Anagani Satya Prasad is MLA (Member of Legislative Assembly) from Repalle Constituency in Guntur District, Andhra Pradesh. He is from the Gowda community and was elected to assembly elections in 2014, defeating Mopidevi Venkata Ramana of YSRCP. He is considered to be the happiest person of Andhra Pradesh.

Personal life and education 
Anagani Satya Prasad (born January 10, 1972) was son of Anagani Ranga Rao. He was the relative of Anagani Bhagavantha Rao who was elected as MLA from Kuchinapudi constituency and served as minister in 1970–80s. Though his family was native of Cherukuapalli mandal, Satya Prasad childhood and education happened in Hyderabad city itself. His educational qualifications are as follows.

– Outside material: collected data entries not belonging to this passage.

//! Bot paddle targeting
//!
//! A dead-zone tracker: outside the zone the bot moves at constant speed
//! toward the ball, inside it holds still. No prediction, no easing.

use super::state::{Ball, Bot};

impl Bot {
    /// Half-height of the zone around the paddle center where the bot rests
    pub fn dead_zone(&self, court_height: f32) -> f32 {
        self.reaction * court_height
    }

    /// Vertical step the bot wants this tick (0, `+speed` or `-speed`).
    ///
    /// Compares the ball's top edge against the paddle center.
    pub fn step_toward(&self, ball: &Ball, court_height: f32) -> f32 {
        let center = self.paddle.center_y();
        let target = ball.pos.y;
        if (target - center).abs() <= self.dead_zone(court_height) {
            return 0.0;
        }
        if target < center {
            -self.paddle.speed
        } else if target > center {
            self.paddle.speed
        } else {
            0.0
        }
    }

    /// Move one step toward the ball and stay inside the court
    pub fn track(&mut self, ball: &Ball, court_height: f32) {
        self.paddle.pos.y += self.step_toward(ball, court_height);
        self.paddle.clamp_to(court_height);
    }
}

#[cfg(test)]
mod tests {
    use super::*;
    use crate::sim::state::{Difficulty, Paddle};
    use glam::Vec2;

    fn bot(level: Difficulty) -> Bot {
        let params = level.params();
        Bot {
            paddle: Paddle {
                pos: Vec2::new(780.0, 165.0),
                width: 10.0,
                height: 70.0,
                speed: params.speed,
            },
            reaction: params.reaction,
        }
    }

    fn ball_at_y(y: f32) -> Ball {
        Ball {
            pos: Vec2::new(400.0, y),
            vel: Vec2::new(4.0, 0.0),
            size: 10.0,
        }
    }

    #[test]
    fn test_holds_inside_dead_zone() {
        // Easy: zone is 0.12 * 400 = 48 px around center 200
        let bot = bot(Difficulty::Easy);
        assert_eq!(bot.step_toward(&ball_at_y(240.0), 400.0), 0.0);
        assert_eq!(bot.step_toward(&ball_at_y(160.0), 400.0), 0.0);
        assert_eq!(bot.step_toward(&ball_at_y(249.0), 400.0), 3.0);
        assert_eq!(bot.step_toward(&ball_at_y(100.0), 400.0), -3.0);
    }

    #[test]
    fn test_impossible_bot_closes_in() {
        let mut bot = bot(Difficulty::Impossible);
        // 40% of the court height above the paddle center
        let ball = ball_at_y(200.0 - 160.0);

        let mut last_gap = (ball.pos.y - bot.paddle.center_y()).abs();
        let mut ticks = 0;
        while last_gap > bot.dead_zone(400.0) {
            bot.track(&ball, 400.0);
            let gap = (ball.pos.y - bot.paddle.center_y()).abs();
            assert!(gap < last_gap || gap <= bot.dead_zone(400.0));
            last_gap = gap;
            ticks += 1;
            assert!(ticks < 100, "bot never reached the ball");
        }
        assert_eq!(ticks, 23);

        // Settled: further ticks do not move it
        let settled = bot.paddle.pos.y;
        bot.track(&ball, 400.0);
        assert_eq!(bot.paddle.pos.y, settled);
    }

    #[test]
    fn test_track_clamps_to_court() {
        let mut bot = bot(Difficulty::Impossible);
        bot.paddle.pos.y = 2.0;
        bot.track(&ball_at_y(0.0), 400.0);
        assert_eq!(bot.paddle.pos.y, 0.0);

        bot.paddle.pos.y = 328.0;
        bot.track(&ball_at_y(400.0), 400.0);
        assert_eq!(bot.paddle.pos.y, 330.0);
    }
}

He was unmarried as of June 2014 as per affidavit submitted for elections.

Professional and political career 
He was into real estate business on large scale in and around Hyderabad. He was a successful businessman and was paying IT returns of 9 lakhs and 12 lakhs per annum in 2012–13 and 2013–14. He does not have any criminal cases pending against him as of 2014.

After the reconstitution of constituencies in 2009 and subsequent defeat of TDP in Repalle, probable retirement of Mummaneni Venkata Subbaih (Then TDP candidate) brought Anagani Satya Prasad into the political arena. The decision of TDP to allot 100 seats to BCs then was an enabling factor for him. In 2009 he contested the elections but lost. But he emerged victorious in the 2014 and 2019 elections.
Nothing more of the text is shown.